:: ENTRIES SHOWN ::

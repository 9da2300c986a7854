use wasm_bindgen::prelude::*;
use sketch_engine::*;

mod sketch;
use sketch::OrbitalChimes;

sketch_web::export_sketch!(OrbitalChimes, "orbital-chimes");
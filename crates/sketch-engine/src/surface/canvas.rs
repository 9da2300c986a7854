use bytemuck::{Pod, Zeroable};
use glam::Vec2;

use crate::palette::Rgba;

/// Per-disc render data written to a flat buffer for the host renderer.
/// Must match the TypeScript protocol: 8 floats = 32 bytes stride.
#[repr(C)]
#[derive(Debug, Clone, Copy, Default, Pod, Zeroable)]
pub struct DiscInstance {
    /// X position in sketch units.
    pub x: f32,
    /// Y position in sketch units.
    pub y: f32,
    /// Radius in sketch units.
    pub radius: f32,
    /// Opacity (0.0 = invisible, 1.0 = opaque).
    pub alpha: f32,
    pub r: f32,
    pub g: f32,
    pub b: f32,
    /// Padding to keep the 32-byte stride.
    pub _pad: f32,
}

impl DiscInstance {
    pub const FLOATS: usize = 8;
    pub const STRIDE_BYTES: usize = Self::FLOATS * 4;
}

/// Per-segment render data: a stroked line between two points.
/// 8 floats = 32 bytes stride; line width is uniform per sketch.
#[repr(C)]
#[derive(Debug, Clone, Copy, Default, Pod, Zeroable)]
pub struct SegmentInstance {
    pub x1: f32,
    pub y1: f32,
    pub x2: f32,
    pub y2: f32,
    pub r: f32,
    pub g: f32,
    pub b: f32,
    pub alpha: f32,
}

impl SegmentInstance {
    pub const FLOATS: usize = 8;
    pub const STRIDE_BYTES: usize = Self::FLOATS * 4;
}

/// Frame command buffer: filled discs and stroked line segments, written by
/// the sketch each frame and read zero-copy by the host renderer.
///
/// Capacities are fixed at construction. Writes past capacity are dropped
/// and counted rather than reallocating mid-frame.
pub struct Canvas {
    discs: Vec<DiscInstance>,
    segments: Vec<SegmentInstance>,
    max_discs: usize,
    max_segments: usize,
    dropped: u32,
}

impl Canvas {
    pub fn new(max_discs: usize, max_segments: usize) -> Self {
        Self {
            discs: Vec::with_capacity(max_discs),
            segments: Vec::with_capacity(max_segments),
            max_discs,
            max_segments,
            dropped: 0,
        }
    }

    /// Queue a filled disc at `center`.
    pub fn fill_disc(&mut self, center: Vec2, radius: f32, color: Rgba, alpha: f32) {
        if self.discs.len() >= self.max_discs {
            if self.dropped == 0 {
                log::warn!("disc buffer full ({}), dropping commands", self.max_discs);
            }
            self.dropped += 1;
            return;
        }
        self.discs.push(DiscInstance {
            x: center.x,
            y: center.y,
            radius,
            alpha: color.a * alpha,
            r: color.r,
            g: color.g,
            b: color.b,
            _pad: 0.0,
        });
    }

    /// Queue a stroked line segment from `p1` to `p2`.
    pub fn stroke_line(&mut self, p1: Vec2, p2: Vec2, color: Rgba, alpha: f32) {
        if self.segments.len() >= self.max_segments {
            if self.dropped == 0 {
                log::warn!(
                    "segment buffer full ({}), dropping commands",
                    self.max_segments
                );
            }
            self.dropped += 1;
            return;
        }
        self.segments.push(SegmentInstance {
            x1: p1.x,
            y1: p1.y,
            x2: p2.x,
            y2: p2.y,
            r: color.r,
            g: color.g,
            b: color.b,
            alpha: color.a * alpha,
        });
    }

    /// Reset for a new frame. The dropped counter carries across frames.
    pub fn clear(&mut self) {
        self.discs.clear();
        self.segments.clear();
    }

    pub fn disc_count(&self) -> u32 {
        self.discs.len() as u32
    }

    pub fn segment_count(&self) -> u32 {
        self.segments.len() as u32
    }

    /// Commands dropped over the canvas lifetime due to full buffers.
    pub fn dropped_count(&self) -> u32 {
        self.dropped
    }

    /// Raw pointer to disc data for host-side buffer reads.
    pub fn discs_ptr(&self) -> *const f32 {
        self.discs.as_ptr() as *const f32
    }

    /// Raw pointer to segment data for host-side buffer reads.
    pub fn segments_ptr(&self) -> *const f32 {
        self.segments.as_ptr() as *const f32
    }
}
use std::fmt;

use serde::{Deserialize, Serialize};

const PITCH_NAMES: [&str; 12] = [
    "C", "C#", "D", "D#", "E", "F", "F#", "G", "G#", "A", "A#", "B",
];

/// A musical pitch as a semitone index (MIDI numbering: C4 = 60).
#[derive(Debug, Clone, Copy, PartialEq, Eq, PartialOrd, Ord, Hash)]
pub struct Note(u8);

/// Why a note name failed to parse.
#[derive(Debug, Clone, PartialEq, Eq)]
pub enum NoteParseError {
    Empty,
    BadLetter(char),
    BadOctave(String),
}

impl fmt::Display for NoteParseError {
    fn fmt(&self, f: &mut fmt::Formatter<'_>) -> fmt::Result {
        match self {
            NoteParseError::Empty => write!(f, "empty note name"),
            NoteParseError::BadLetter(c) => write!(f, "unknown pitch letter '{c}'"),
            NoteParseError::BadOctave(s) => write!(f, "bad octave '{s}'"),
        }
    }
}

impl std::error::Error for NoteParseError {}

impl Note {
    /// Parse a name like `"C4"`, `"D#2"` or `"Ds2"` (the sharp spelling
    /// sample files use).
    pub fn parse(name: &str) -> Result<Note, NoteParseError> {
        let mut chars = name.chars();
        let letter = chars.next().ok_or(NoteParseError::Empty)?;
        let mut pitch_class: i32 = match letter.to_ascii_uppercase() {
            'C' => 0,
            'D' => 2,
            'E' => 4,
            'F' => 5,
            'G' => 7,
            'A' => 9,
            'B' => 11,
            other => return Err(NoteParseError::BadLetter(other)),
        };

        let rest: &str = chars.as_str();
        let octave_str = if let Some(stripped) =
            rest.strip_prefix('#').or_else(|| rest.strip_prefix('s'))
        {
            pitch_class += 1;
            stripped
        } else if let Some(stripped) = rest.strip_prefix('b') {
            pitch_class -= 1;
            stripped
        } else {
            rest
        };

        let octave: i32 = octave_str
            .parse()
            .map_err(|_| NoteParseError::BadOctave(octave_str.to_string()))?;
        let midi = 12 * (octave + 1) + pitch_class.rem_euclid(12);
        if !(0..=127).contains(&midi) {
            return Err(NoteParseError::BadOctave(octave_str.to_string()));
        }
        Ok(Note(midi as u8))
    }

    pub fn midi(self) -> u8 {
        self.0
    }

    /// Semitone distance to another note.
    pub fn interval_to(self, other: Note) -> u32 {
        (self.0 as i32 - other.0 as i32).unsigned_abs()
    }
}

impl fmt::Display for Note {
    fn fmt(&self, f: &mut fmt::Formatter<'_>) -> fmt::Result {
        let pitch = PITCH_NAMES[(self.0 % 12) as usize];
        let octave = self.0 as i32 / 12 - 1;
        write!(f, "{pitch}{octave}")
    }
}

/// One sample in the manifest: the pitch it was recorded at and its file.
#[derive(Debug, Clone, Serialize, Deserialize)]
pub struct SampleDescriptor {
    /// Note name, e.g. "A0" or "Ds1".
    pub note: String,
    /// Relative path to the audio file (e.g. "A0.mp3").
    pub path: String,
}

/// Sample manifest describing a pitched instrument for a sketch.
/// Loaded from a JSON file at setup, before the first frame.
#[derive(Debug, Clone, Serialize, Deserialize)]
pub struct SampleManifest {
    /// Base URL the host prepends to every sample path.
    pub base_url: String,
    /// Release envelope in seconds applied by the host sampler.
    #[serde(default)]
    pub release: f32,
    /// Available samples, any order.
    pub samples: Vec<SampleDescriptor>,
}

impl SampleManifest {
    /// Parse a manifest from a JSON string.
    pub fn from_json(json: &str) -> Result<Self, serde_json::Error> {
        serde_json::from_str(json)
    }
}

/// Pitch-indexed view of a loaded manifest. Slot order is ascending pitch
/// and doubles as the wire value of a note event.
#[derive(Debug, Clone, Default)]
pub struct SampleBank {
    notes: Vec<Note>,
}

impl SampleBank {
    pub fn from_manifest(manifest: &SampleManifest) -> Result<Self, NoteParseError> {
        let mut notes = Vec::with_capacity(manifest.samples.len());
        for sample in &manifest.samples {
            notes.push(Note::parse(&sample.note)?);
        }
        notes.sort();
        notes.dedup();
        Ok(Self { notes })
    }

    pub fn len(&self) -> usize {
        self.notes.len()
    }

    pub fn is_empty(&self) -> bool {
        self.notes.is_empty()
    }

    pub fn note_at(&self, slot: u32) -> Option<Note> {
        self.notes.get(slot as usize).copied()
    }

    /// Slot of the sample pitch-closest to `note`, the way a host sampler
    /// picks which recording to shift. `None` while no manifest is loaded.
    pub fn nearest(&self, note: Note) -> Option<u32> {
        if self.notes.is_empty() {
            return None;
        }
        let slot = match self.notes.binary_search(&note) {
            Ok(i) => i,
            Err(0) => 0,
            Err(i) if i == self.notes.len() => self.notes.len() - 1,
            Err(i) => {
                let below = self.notes[i - 1].interval_to(note);
                let above = self.notes[i].interval_to(note);
                if above < below {
                    i
                } else {
                    i - 1
                }
            }
        };
        Some(slot as u32)
    }
}
//! Color palettes for sketches.
//!
//! A small curated set of five-color palettes in the spirit of the
//! ColourLovers top lists. Sketches pick one per run and shuffle it, so the
//! same palette yields different body colorings across seeds.

use crate::random::Rng;

/// RGBA color with f32 components in [0, 1].
#[derive(Debug, Clone, Copy, PartialEq)]
pub struct Rgba {
    pub r: f32,
    pub g: f32,
    pub b: f32,
    pub a: f32,
}

impl Rgba {
    pub const WHITE: Rgba = Rgba::rgb(1.0, 1.0, 1.0);
    pub const BLACK: Rgba = Rgba::rgb(0.0, 0.0, 0.0);

    /// Create a color from RGBA components (0.0 - 1.0).
    pub const fn new(r: f32, g: f32, b: f32, a: f32) -> Self {
        Self { r, g, b, a }
    }

    /// Create a fully opaque color from RGB components.
    pub const fn rgb(r: f32, g: f32, b: f32) -> Self {
        Self { r, g, b, a: 1.0 }
    }

    /// Create a fully opaque color from a 0xRRGGBB literal.
    pub const fn hex(rgb: u32) -> Self {
        Self {
            r: ((rgb >> 16) & 0xff) as f32 / 255.0,
            g: ((rgb >> 8) & 0xff) as f32 / 255.0,
            b: (rgb & 0xff) as f32 / 255.0,
            a: 1.0,
        }
    }

    /// The same color with a different alpha.
    pub const fn with_alpha(self, a: f32) -> Self {
        Self { a, ..self }
    }
}

/// Colors per palette.
pub const PALETTE_SIZE: usize = 5;

/// Curated five-color palettes.
pub const PALETTES: [[Rgba; PALETTE_SIZE]; 8] = [
    [
        Rgba::hex(0x69d2e7),
        Rgba::hex(0xa7dbd8),
        Rgba::hex(0xe0e4cc),
        Rgba::hex(0xf38630),
        Rgba::hex(0xfa6900),
    ],
    [
        Rgba::hex(0xfe4365),
        Rgba::hex(0xfc9d9a),
        Rgba::hex(0xf9cdad),
        Rgba::hex(0xc8c8a9),
        Rgba::hex(0x83af9b),
    ],
    [
        Rgba::hex(0xecd078),
        Rgba::hex(0xd95b43),
        Rgba::hex(0xc02942),
        Rgba::hex(0x542437),
        Rgba::hex(0x53777a),
    ],
    [
        Rgba::hex(0x556270),
        Rgba::hex(0x4ecdc4),
        Rgba::hex(0xc7f464),
        Rgba::hex(0xff6b6b),
        Rgba::hex(0xc44d58),
    ],
    [
        Rgba::hex(0x774f38),
        Rgba::hex(0xe08e79),
        Rgba::hex(0xf1d4af),
        Rgba::hex(0xece5ce),
        Rgba::hex(0xc5e0dc),
    ],
    [
        Rgba::hex(0xe8ddcb),
        Rgba::hex(0xcdb380),
        Rgba::hex(0x036564),
        Rgba::hex(0x033649),
        Rgba::hex(0x031634),
    ],
    [
        Rgba::hex(0x490a3d),
        Rgba::hex(0xbd1550),
        Rgba::hex(0xe97f02),
        Rgba::hex(0xf8ca00),
        Rgba::hex(0x8a9b0f),
    ],
    [
        Rgba::hex(0x594f4f),
        Rgba::hex(0x547980),
        Rgba::hex(0x45ada8),
        Rgba::hex(0x9de0ad),
        Rgba::hex(0xe5fcc2),
    ],
];

/// Pick a random palette and shuffle its colors.
pub fn random_palette(rng: &mut Rng) -> [Rgba; PALETTE_SIZE] {
    let mut palette = *rng.pick(&PALETTES);
    rng.shuffle(&mut palette);
    palette
}
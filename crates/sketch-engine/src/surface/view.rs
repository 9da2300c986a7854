use glam::Vec2;

/// Mapping from sketch unit space to pixel space.
///
/// Sketches draw in a zoom-scaled unit square centered on the origin; the
/// host canvas applies this transform when rendering. Mirrors the
/// `setTransform(zoom * w/2, 0, 0, zoom * h/2, w/2, h/2)` convention of the
/// 2D-canvas hosts this engine targets.
#[derive(Debug, Clone, Copy)]
pub struct View {
    /// Fraction of the half-viewport one sketch unit spans.
    pub zoom: f32,
    /// View center in sketch units.
    pub center: Vec2,
}

impl View {
    pub fn new(zoom: f32) -> Self {
        Self {
            zoom,
            center: Vec2::ZERO,
        }
    }

    /// Pixels per sketch unit for a given viewport, preserving aspect by
    /// fitting the shorter side.
    pub fn pixel_scale(&self, viewport_w: f32, viewport_h: f32) -> f32 {
        self.zoom * viewport_w.min(viewport_h) / 2.0
    }

    /// Map a point in sketch units to viewport pixels.
    pub fn to_pixels(&self, p: Vec2, viewport_w: f32, viewport_h: f32) -> Vec2 {
        let scale = self.pixel_scale(viewport_w, viewport_h);
        let origin = Vec2::new(viewport_w / 2.0, viewport_h / 2.0);
        origin + (p - self.center) * scale
    }
}

#[cfg(test)]
mod tests {
    use super::*;

    #[test]
    fn origin_maps_to_viewport_center() {
        let view = View::new(0.4);
        let p = view.to_pixels(Vec2::ZERO, 512.0, 512.0);
        assert_eq!(p, Vec2::new(256.0, 256.0));
    }

    #[test]
    fn unit_point_scales_with_zoom() {
        let view = View::new(0.5);
        let p = view.to_pixels(Vec2::new(1.0, 0.0), 512.0, 512.0);
        // 0.5 zoom: one unit = a quarter of the viewport
        assert_eq!(p, Vec2::new(256.0 + 128.0, 256.0));
    }

    #[test]
    fn non_square_viewport_fits_shorter_side() {
        let view = View::new(1.0);
        assert_eq!(view.pixel_scale(1024.0, 512.0), 256.0);
    }
}
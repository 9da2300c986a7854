use crate::api::types::{NoteEvent, SketchEvent};
use crate::assets::SampleManifest;
use crate::input::queue::InputQueue;
use crate::palette::Rgba;
use crate::random::Rng;
use crate::surface::Canvas;

/// Configuration for one sketch, provided by the sketch itself.
#[derive(Debug, Clone)]
pub struct SketchConfig {
    /// Fixed timestep in scaled seconds (default: 1/60).
    pub fixed_dt: f32,
    /// Time scale applied to wall-clock frame deltas (default: 1.0).
    pub speed: f32,
    /// View zoom: fraction of the half-viewport one sketch unit spans.
    pub zoom: f32,
    /// Background color painted by the host before each frame.
    pub background: Rgba,
    /// Background opacity per frame; below 1.0 leaves motion trails.
    pub fade: f32,
    /// Maximum disc instances per frame (default: 512).
    pub max_discs: usize,
    /// Maximum segment instances per frame (default: 512).
    pub max_segments: usize,
    /// Maximum note events per frame (default: 32).
    pub max_notes: usize,
    /// Maximum sketch events per frame (default: 32).
    pub max_events: usize,
}

impl Default for SketchConfig {
    fn default() -> Self {
        Self {
            fixed_dt: 1.0 / 60.0,
            speed: 1.0,
            zoom: 0.5,
            background: Rgba::WHITE,
            fade: 1.0,
            max_discs: 512,
            max_segments: 512,
            max_notes: 32,
            max_events: 32,
        }
    }
}

/// The core contract every sketch fulfills.
///
/// A sketch is constructed with a per-run seed, builds its world once in
/// `init`, and is then driven by the runner: `update` once per fixed step,
/// `draw` once per frame.
pub trait Sketch {
    /// Return sketch configuration. Called once before init.
    fn config(&self) -> SketchConfig {
        SketchConfig::default()
    }

    /// Setup initial state from the context's seeded RNG.
    fn init(&mut self, ctx: &mut SketchContext);

    /// One fixed simulation step: advance state, react to input, emit
    /// note/sketch events.
    fn update(&mut self, ctx: &mut SketchContext, input: &InputQueue);

    /// Queue this frame's draw commands. Read-only with respect to state.
    fn draw(&self, canvas: &mut Canvas);

    /// Receive a sample manifest loaded by the host at setup.
    /// Sketches without audio ignore it.
    fn load_samples(&mut self, _manifest: &SampleManifest) {}
}

/// Mutable engine state passed to `Sketch::init` and `Sketch::update`.
pub struct SketchContext {
    /// Note triggers queued this frame.
    pub notes: Vec<NoteEvent>,
    /// Host-page events queued this frame.
    pub events: Vec<SketchEvent>,
    /// Per-run seeded generator; re-seeding it regenerates the sketch.
    pub rng: Rng,
}

impl SketchContext {
    pub fn new(seed: u64) -> Self {
        Self {
            notes: Vec::new(),
            events: Vec::new(),
            rng: Rng::new(seed),
        }
    }

    /// Queue a note event for the host sampler.
    pub fn emit_note(&mut self, note: NoteEvent) {
        self.notes.push(note);
    }

    /// Queue a sketch event for the host page.
    pub fn emit_event(&mut self, event: SketchEvent) {
        self.events.push(event);
    }

    /// Clear per-frame queues. Called by the runner at the top of a frame.
    pub fn clear_frame_data(&mut self) {
        self.notes.clear();
        self.events.clear();
    }
}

:::

THE TASK =>
In the material above, transcribe exactly the lines beginning at the one with "assert_eq!(view.pixel_scale(1024.0, 512.0), 256.0);" and ending at the one with "world once in", both included.

THE COMPLETED TASK =>
        assert_eq!(view.pixel_scale(1024.0, 512.0), 256.0);
    }
}
repository 9da2300c986a7854
use crate::api::types::{NoteEvent, SketchEvent};
use crate::assets::SampleManifest;
use crate::input::queue::InputQueue;
use crate::palette::Rgba;
use crate::random::Rng;
use crate::surface::Canvas;

/// Configuration for one sketch, provided by the sketch itself.
#[derive(Debug, Clone)]
pub struct SketchConfig {
    /// Fixed timestep in scaled seconds (default: 1/60).
    pub fixed_dt: f32,
    /// Time scale applied to wall-clock frame deltas (default: 1.0).
    pub speed: f32,
    /// View zoom: fraction of the half-viewport one sketch unit spans.
    pub zoom: f32,
    /// Background color painted by the host before each frame.
    pub background: Rgba,
    /// Background opacity per frame; below 1.0 leaves motion trails.
    pub fade: f32,
    /// Maximum disc instances per frame (default: 512).
    pub max_discs: usize,
    /// Maximum segment instances per frame (default: 512).
    pub max_segments: usize,
    /// Maximum note events per frame (default: 32).
    pub max_notes: usize,
    /// Maximum sketch events per frame (default: 32).
    pub max_events: usize,
}

impl Default for SketchConfig {
    fn default() -> Self {
        Self {
            fixed_dt: 1.0 / 60.0,
            speed: 1.0,
            zoom: 0.5,
            background: Rgba::WHITE,
            fade: 1.0,
            max_discs: 512,
            max_segments: 512,
            max_notes: 32,
            max_events: 32,
        }
    }
}

/// The core contract every sketch fulfills.
///
/// A sketch is constructed with a per-run seed, builds its world once in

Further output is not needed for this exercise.